Barry Eichengreen and Poonam Gupta have done this really useful research ( a longer version of research here)evaluating which countries were impacted the most in the period May-2013 and Sep-2013. Ever since it was released yday, this voxeu article has been mentioned in most places, much like most Prof. Eichengreen work.
The results are quite surprising actually:
Fed tapering has started. A revival of last summer’s emerging economy turmoil is a real concern. This column discusses new research into who was hit and why by the June 2013 taper-talk shock.
Those hit hardest had relatively large and liquid financial markets, and had allowed large rises in their currency values and their trade deficits.
Good macro fundamentals did not provide much insulation, nor did capital controls.
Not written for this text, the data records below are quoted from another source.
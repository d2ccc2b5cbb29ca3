use crate::domain::params::{OptimizationParam, ParamMap};
use crate::domain::performance::PerformanceMetrics;
use crate::domain::trading::Position;
use chrono::{DateTime, NaiveDate, Utc};
use rust_decimal::Decimal;
use serde::{Deserialize, Serialize};
use std::fmt;
use std::str::FromStr;

#[derive(Debug, Clone, Copy, PartialEq, Eq, Serialize, Deserialize)]
#[serde(rename_all = "lowercase")]
pub enum RunStatus {
    Pending,
    Running,
    Completed,
    Failed,
}

impl RunStatus {
    pub fn as_str(&self) -> &'static str {
        match self {
            RunStatus::Pending => "pending",
            RunStatus::Running => "running",
            RunStatus::Completed => "completed",
            RunStatus::Failed => "failed",
        }
    }
}

impl fmt::Display for RunStatus {
    fn fmt(&self, f: &mut fmt::Formatter<'_>) -> fmt::Result {
        f.write_str(self.as_str())
    }
}

impl FromStr for RunStatus {
    type Err = String;

    fn from_str(s: &str) -> Result<Self, Self::Err> {
        match s {
            "pending" => Ok(RunStatus::Pending),
            "running" => Ok(RunStatus::Running),
            "completed" => Ok(RunStatus::Completed),
            "failed" => Ok(RunStatus::Failed),
            other => Err(format!("unknown run status '{other}'")),
        }
    }
}

/// One backtest execution, optionally an optimization sweep.
#[derive(Debug, Clone, Serialize, Deserialize)]
pub struct BacktestRun {
    pub id: i64,
    pub name: String,
    pub strategy: String,
    pub parameters: ParamMap,
    pub tickers: Vec<String>,
    pub benchmark: Option<String>,
    pub start_date: NaiveDate,
    pub end_date: NaiveDate,
    pub initial_capital: Decimal,
    pub is_optimization: bool,
    pub optimization: Vec<OptimizationParam>,
    pub status: RunStatus,
    pub created_at: DateTime<Utc>,
    pub started_at: Option<DateTime<Utc>>,
    pub completed_at: Option<DateTime<Utc>>,
    pub execution_seconds: Option<f64>,
    pub log_output: String,
    pub report: Option<serde_json::Value>,
    pub metrics: Option<PerformanceMetrics>,
    pub error_message: Option<String>,
}

#[derive(Debug, Clone, Copy, PartialEq, Eq, Serialize, Deserialize)]
#[serde(rename_all = "lowercase")]
pub enum MonitorStatus {
    Initializing,
    Active,
    Stopped,
    Failed,
}

impl MonitorStatus {
    pub fn as_str(&self) -> &'static str {
        match self {
            MonitorStatus::Initializing => "initializing",
            MonitorStatus::Active => "active",
            MonitorStatus::Stopped => "stopped",
            MonitorStatus::Failed => "failed",
        }
    }
}

impl fmt::Display for MonitorStatus {
    fn fmt(&self, f: &mut fmt::Formatter<'_>) -> fmt::Result {
        f.write_str(self.as_str())
    }
}

impl FromStr for MonitorStatus {
    type Err = String;

    fn from_str(s: &str) -> Result<Self, Self::Err> {
        match s {
            "initializing" => Ok(MonitorStatus::Initializing),
            "active" => Ok(MonitorStatus::Active),
            "stopped" => Ok(MonitorStatus::Stopped),
            "failed" => Ok(MonitorStatus::Failed),
            other => Err(format!("unknown monitor status '{other}'")),
        }
    }
}

/// A strategy in forward-test mode, advanced one trading day at a time.
#[derive(Debug, Clone, Serialize, Deserialize)]
pub struct Monitor {
    pub id: i64,
    pub name: String,
    pub strategy: String,
    pub parameters: ParamMap,
    pub tickers: Vec<String>,
    pub start_date: NaiveDate,
    pub initial_capital: Decimal,
    pub status: MonitorStatus,
    pub last_processed_date: Option<NaiveDate>,
    pub backtest_progress: u8,
    pub backtest_status: RunStatus,
    pub backtest_error: Option<String>,
    pub backtest_current_date: Option<NaiveDate>,
    pub created_at: DateTime<Utc>,
}

/// Persisted end-of-day state for one monitor and one trading day.
/// `(monitor_id, date)` is unique.
#[derive(Debug, Clone, Serialize, Deserialize)]
pub struct DailySnapshot {
    pub monitor_id: i64,
    pub date: NaiveDate,
    pub equity: Decimal,
    pub cash: Decimal,
    pub positions: Vec<Position>,
    /// Opaque blob owned by the strategy; the engine never interprets it.
    pub strategy_variables: serde_json::Value,
    pub daily_return: Decimal,
    pub cumulative_return: Decimal,
}

#[derive(Debug, Clone, Copy, PartialEq, Eq, Serialize, Deserialize)]
#[serde(rename_all = "lowercase")]
pub enum MetricKind {
    Backtest,
    Forward,
}

impl MetricKind {
    pub fn as_str(&self) -> &'static str {
        match self {
            MetricKind::Backtest => "backtest",
            MetricKind::Forward => "forward",
        }
    }
}

impl FromStr for MetricKind {
    type Err = String;

    fn from_str(s: &str) -> Result<Self, Self::Err> {
        match s {
            "backtest" => Ok(MetricKind::Backtest),
            "forward" => Ok(MetricKind::Forward),
            other => Err(format!("unknown metric kind '{other}'")),
        }
    }
}

#[cfg(test)]
mod tests {
    use super::*;

    #[test]
    fn test_status_round_trip() {
        for status in [
            RunStatus::Pending,
            RunStatus::Running,
            RunStatus::Completed,
            RunStatus::Failed,
        ] {
            assert_eq!(status.as_str().parse::<RunStatus>().unwrap(), status);
        }
        for status in [
            MonitorStatus::Initializing,
            MonitorStatus::Active,
            MonitorStatus::Stopped,
            MonitorStatus::Failed,
        ] {
            assert_eq!(status.as_str().parse::<MonitorStatus>().unwrap(), status);
        }
    }
}
use rust_decimal::Decimal;

/// Shared statistics helpers over trade and equity series.
pub struct Stats;

impl Stats {
    /// Longest run of consecutive `true` values.
    pub fn max_consecutive(outcomes: impl Iterator<Item = bool>) -> u32 {
        let mut best = 0u32;
        let mut current = 0u32;
        for hit in outcomes {
            if hit {
                current += 1;
                best = best.max(current);
            } else {
                current = 0;
            }
        }
        best
    }

    pub fn mean(values: &[Decimal]) -> Decimal {
        if values.is_empty() {
            return Decimal::ZERO;
        }
        values.iter().sum::<Decimal>() / Decimal::from(values.len())
    }

    /// Percent change from `base` to `value`; zero when the base is zero.
    pub fn percent_change(base: Decimal, value: Decimal) -> Decimal {
        if base.is_zero() {
            return Decimal::ZERO;
        }
        (value - base) / base * Decimal::from(100)
    }

    /// Worst peak-to-trough point of an equity series, absolute and as a
    /// percent of the peak.
    pub fn max_drawdown(series: &[Decimal]) -> (Decimal, Decimal) {
        let mut peak = Decimal::MIN;
        let mut worst = (Decimal::ZERO, Decimal::ZERO);
        for &equity in series {
            if equity > peak {
                peak = equity;
            }
            let value = peak - equity;
            if value > worst.0 {
                let pct = if peak.is_zero() {
                    Decimal::ZERO
                } else {
                    value / peak * Decimal::from(100)
                };
                worst = (value, pct);
            }
        }
        worst
    }
}

#[cfg(test)]
mod tests {
    use super::*;
    use rust_decimal_macros::dec;

    #[test]
    fn test_max_consecutive() {
        let outcomes = [true, true, false, true, true, true, false];
        assert_eq!(Stats::max_consecutive(outcomes.iter().copied()), 3);
        assert_eq!(Stats::max_consecutive(std::iter::empty()), 0);
        assert_eq!(Stats::max_consecutive([false, false].iter().copied()), 0);
    }

    #[test]
    fn test_mean() {
        assert_eq!(Stats::mean(&[dec!(1), dec!(2), dec!(3)]), dec!(2));
        assert_eq!(Stats::mean(&[]), Decimal::ZERO);
    }

    #[test]
    fn test_percent_change() {
        assert_eq!(Stats::percent_change(dec!(1000), dec!(1100)), dec!(10));
        assert_eq!(Stats::percent_change(dec!(0), dec!(5)), Decimal::ZERO);
    }

    #[test]
    fn test_max_drawdown_over_series() {
        // Peak 1200, trough 900 -> 300 absolute, 25%
        let series = [dec!(1000), dec!(1200), dec!(900), dec!(1100)];
        assert_eq!(Stats::max_drawdown(&series), (dec!(300), dec!(25)));
        assert_eq!(
            Stats::max_drawdown(&[]),
            (Decimal::ZERO, Decimal::ZERO)
        );
    }
}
The best insulation came from macroprudential policies that limited exchange rate appreciation and trade deficit widening in response to foreign capital inflows.
So basically none of the so called Washington consensus/ideal economic situations worked. What mattered more was the interventionist and non-market measures. You could call them macroprudential though..
In case of countries having large financial markets like India and Brazil (as per the graphs), currency/markets crashed more.. Why?
Investors seeking to rebalance their portfolios concentrated on emerging markets with relatively large and liquid financial systems. These were the markets where they could most easily sell without incurring losses, and where there was the most scope for portfolio rebalancing. The obvious contrast is with so-called frontier markets with smaller and less liquid financial systems. This is a reminder that success at growing the financial sector can be a mixed blessing. Among other things, it can accentuate the impact on an economy of financial shocks emanating from outside.
Strange to see India having the largest financial market (have to see how they measure it) in the select group. As each time our experts make us believe our markets are so small and non-dynamic.
It alsi points to the negatives of dynamic financial markets which is hardly mentioned in textbooks/papers. This does not mean we should not have big dynamic financial markets, just that we should be aware of risks.